## Supplied records:
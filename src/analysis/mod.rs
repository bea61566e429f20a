//! Usage aggregation pipeline.
//!
//! Pure transformations over the merged daily series: merging, range
//! filtering, totals, trends, heatmap bucketing and model distribution.

pub mod aggregator;
pub mod distribution;
pub mod heatmap;
pub mod range;
pub mod trend;

pub use aggregator::*;
pub use distribution::model_distribution;
pub use heatmap::build_heatmap;
pub use range::{filter_range, TimeRange};
pub use trend::{linear_trend, moving_average};
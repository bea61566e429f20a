//! Tokenboard - AI coding-assistant usage dashboard
//!
//! A CLI tool that merges daily token/cost exports from several AI
//! coding assistants and renders dashboard data: totals, trend lines,
//! an activity heatmap and the model distribution.
//!
//! Exit codes:
//!   0 - Success
//!   1 - Runtime error (missing input, parse failure, bad config, etc.)

mod analysis;
mod cli;
mod config;
mod loader;
mod models;
mod report;

use anyhow::{Context, Result};
use cli::{Args, OutputFormat};
use config::{Config, CONFIG_FILE};
use report::DashboardOptions;
use tracing::{debug, error, info, warn};
use tracing_subscriber::FmtSubscriber;

fn main() -> Result<()> {
    // Parse command-line arguments
    let args = Args::parse_args();

    // Validate arguments
    if let Err(e) = args.validate() {
        eprintln!("Error: {}", e);
        std::process::exit(1);
    }

    // Handle --init-config early (no logging needed)
    if args.init_config {
        return handle_init_config();
    }

    init_logging(&args)?;

    info!("Tokenboard v{}", env!("CARGO_PKG_VERSION"));
    debug!("Arguments: {:?}", args);

    if let Err(e) = run(args) {
        error!("Dashboard build failed: {:#}", e);
        eprintln!("\n❌ Error: {:#}", e);
        std::process::exit(1);
    }

    Ok(())
}

/// Handle --init-config: generate a default .tokenboard.toml.
fn handle_init_config() -> Result<()> {
    let path = std::path::Path::new(CONFIG_FILE);

    if path.exists() {
        eprintln!("⚠️  {} already exists. Remove it first or edit it manually.", CONFIG_FILE);
        std::process::exit(1);
    }

    let content = Config::default_toml();
    std::fs::write(path, &content).with_context(|| format!("Failed to write {}", CONFIG_FILE))?;

    println!("✅ Created {} with default settings.", CONFIG_FILE);
    println!("   Edit it to set the input path, range, metric and providers.");
    Ok(())
}

/// Initialize logging based on verbosity settings.
///
/// Logs go to stderr so a report written to stdout stays parseable.
fn init_logging(args: &Args) -> Result<()> {
    let level = args.log_level();

    let subscriber = FmtSubscriber::builder()
        .with_max_level(level)
        .with_writer(std::io::stderr)
        .with_target(false)
        .with_thread_ids(false)
        .with_file(false)
        .with_line_number(false)
        .compact()
        .finish();

    tracing::subscriber::set_global_default(subscriber)
        .context("Failed to set tracing subscriber")
}

/// Load exports, build the dashboard and write the report.
fn run(args: Args) -> Result<()> {
    let mut config = load_config(&args)?;
    config.merge_with_args(&args);

    let input = config.input_path();
    let document = loader::load_path(&input)
        .with_context(|| format!("Failed to load usage data from {}", input.display()))?;

    let sources = document.provider_records();
    let series = analysis::merge_daily(&sources);
    if series.is_empty() {
        warn!("No usable daily records in {}", input.display());
    }
    info!(
        "Merged {} providers into {} days",
        sources.len(),
        series.len()
    );

    let mut options =
        DashboardOptions::from_report_config(&config.report, config.data.providers.clone());
    options.source = input.display().to_string();
    options.exported_at = document.generated_at.clone();

    let dashboard = report::build_dashboard(&series, &options);

    let output = match args.format {
        OutputFormat::Json => report::generate_json_report(&dashboard)?,
        OutputFormat::Markdown => {
            report::generate_markdown_report(&dashboard, config.report.daily_rows)
        }
    };

    let Some(ref path) = config.general.output else {
        println!("{}", output);
        return Ok(());
    };

    std::fs::write(path, &output).with_context(|| format!("Failed to write report to {}", path))?;

    // Print summary
    let totals = &dashboard.totals;
    println!("\n📊 Usage Summary ({}):", dashboard.metadata.range.label());
    println!("   Active days: {}", totals.active_days);
    println!(
        "   Tokens: {} | Cost: {}",
        report::generator::format_tokens(totals.total_tokens),
        report::generator::format_cost(totals.cost)
    );
    if let Some(top) = dashboard.models.first() {
        println!("   Top model: {} ({:.2}%)", top.model, top.percentage);
    }
    if let Some(ref trend) = dashboard.trend {
        println!("   Trend: {}", trend.direction);
    }
    println!("\n✅ Dashboard saved to: {}", path);

    Ok(())
}

/// Load configuration from file or use defaults.
fn load_config(args: &Args) -> Result<Config> {
    // Try explicit config path
    if let Some(ref config_path) = args.config {
        info!("Loading config from: {}", config_path.display());
        return Config::load(config_path);
    }

    // Try default location
    match Config::load_default() {
        Ok(Some(config)) => {
            info!("Loaded default config from {}", CONFIG_FILE);
            Ok(config)
        }
        Ok(None) => {
            debug!("No config file found, using defaults");
            Ok(Config::default())
        }
        Err(e) => {
            warn!("Failed to load config: {:#}", e);
            Ok(Config::default())
        }
    }
}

## Brief:
Write out the full listing, keeping every line exactly as it is.

## Solution to the exercise:
filename src/analysis/mod.rs
repository bea61566e429f20a
//! Usage aggregation pipeline.
//!
//! Pure transformations over the merged daily series: merging, range
//! filtering, totals, trends, heatmap bucketing and model distribution.

pub mod aggregator;
pub mod distribution;
pub mod heatmap;
pub mod range;
pub mod trend;

pub use aggregator::*;
pub use distribution::model_distribution;
pub use heatmap::build_heatmap;
pub use range::{filter_range, TimeRange};
pub use trend::{linear_trend, moving_average};
repository bea61566e429f20a
//! Tokenboard - AI coding-assistant usage dashboard
//!
//! A CLI tool that merges daily token/cost exports from several AI
//! coding assistants and renders dashboard data: totals, trend lines,
//! an activity heatmap and the model distribution.
//!
//! Exit codes:
//!   0 - Success
//!   1 - Runtime error (missing input, parse failure, bad config, etc.)

mod analysis;
mod cli;
mod config;
mod loader;
mod models;
mod report;

use anyhow::{Context, Result};
use cli::{Args, OutputFormat};
use config::{Config, CONFIG_FILE};
use report::DashboardOptions;
use tracing::{debug, error, info, warn};
use tracing_subscriber::FmtSubscriber;

fn main() -> Result<()> {
    // Parse command-line arguments
    let args = Args::parse_args();

    // Validate arguments
    if let Err(e) = args.validate() {
        eprintln!("Error: {}", e);
        std::process::exit(1);
    }

    // Handle --init-config early (no logging needed)
    if args.init_config {
        return handle_init_config();
    }

    init_logging(&args)?;

    info!("Tokenboard v{}", env!("CARGO_PKG_VERSION"));
    debug!("Arguments: {:?}", args);

    if let Err(e) = run(args) {
        error!("Dashboard build failed: {:#}", e);
        eprintln!("\n❌ Error: {:#}", e);
        std::process::exit(1);
    }

    Ok(())
}

/// Handle --init-config: generate a default .tokenboard.toml.
fn handle_init_config() -> Result<()> {
    let path = std::path::Path::new(CONFIG_FILE);

    if path.exists() {
        eprintln!("⚠️  {} already exists. Remove it first or edit it manually.", CONFIG_FILE);
        std::process::exit(1);
    }

    let content = Config::default_toml();
    std::fs::write(path, &content).with_context(|| format!("Failed to write {}", CONFIG_FILE))?;

    println!("✅ Created {} with default settings.", CONFIG_FILE);
    println!("   Edit it to set the input path, range, metric and providers.");
    Ok(())
}

/// Initialize logging based on verbosity settings.
///
/// Logs go to stderr so a report written to stdout stays parseable.
fn init_logging(args: &Args) -> Result<()> {
    let level = args.log_level();

    let subscriber = FmtSubscriber::builder()
        .with_max_level(level)
        .with_writer(std::io::stderr)
        .with_target(false)
        .with_thread_ids(false)
        .with_file(false)
        .with_line_number(false)
        .compact()
        .finish();

    tracing::subscriber::set_global_default(subscriber)
        .context("Failed to set tracing subscriber")
}

/// Load exports, build the dashboard and write the report.
fn run(args: Args) -> Result<()> {
    let mut config = load_config(&args)?;
    config.merge_with_args(&args);

    let input = config.input_path();
    let document = loader::load_path(&input)
        .with_context(|| format!("Failed to load usage data from {}", input.display()))?;

    let sources = document.provider_records();
    let series = analysis::merge_daily(&sources);
    if series.is_empty() {
        warn!("No usable daily records in {}", input.display());
    }
    info!(
        "Merged {} providers into {} days",
        sources.len(),
        series.len()
    );

    let mut options =
        DashboardOptions::from_report_config(&config.report, config.data.providers.clone());
    options.source = input.display().to_string();
    options.exported_at = document.generated_at.clone();

    let dashboard = report::build_dashboard(&series, &options);

    let output = match args.format {
        OutputFormat::Json => report::generate_json_report(&dashboard)?,
        OutputFormat::Markdown => {
            report::generate_markdown_report(&dashboard, config.report.daily_rows)
        }
    };

    let Some(ref path) = config.general.output else {
        println!("{}", output);
        return Ok(());
    };

    std::fs::write(path, &output).with_context(|| format!("Failed to write report to {}", path))?;

    // Print summary
    let totals = &dashboard.totals;
    println!("\n📊 Usage Summary ({}):", dashboard.metadata.range.label());
    println!("   Active days: {}", totals.active_days);
    println!(
        "   Tokens: {} | Cost: {}",
        report::generator::format_tokens(totals.total_tokens),
        report::generator::format_cost(totals.cost)
    );
    if let Some(top) = dashboard.models.first() {
        println!("   Top model: {} ({:.2}%)", top.model, top.percentage);
    }
    if let Some(ref trend) = dashboard.trend {
        println!("   Trend: {}", trend.direction);
    }
    println!("\n✅ Dashboard saved to: {}", path);

    Ok(())
}

/// Load configuration from file or use defaults.
fn load_config(args: &Args) -> Result<Config> {
    // Try explicit config path
    if let Some(ref config_path) = args.config {
        info!("Loading config from: {}", config_path.display());
        return Config::load(config_path);
    }

    // Try default location
    match Config::load_default() {
        Ok(Some(config)) => {
            info!("Loaded default config from {}", CONFIG_FILE);
            Ok(config)
        }
        Ok(None) => {
            debug!("No config file found, using defaults");
            Ok(Config::default())
        }
        Err(e) => {
            warn!("Failed to load config: {:#}", e);
            Ok(Config::default())
        }
    }
}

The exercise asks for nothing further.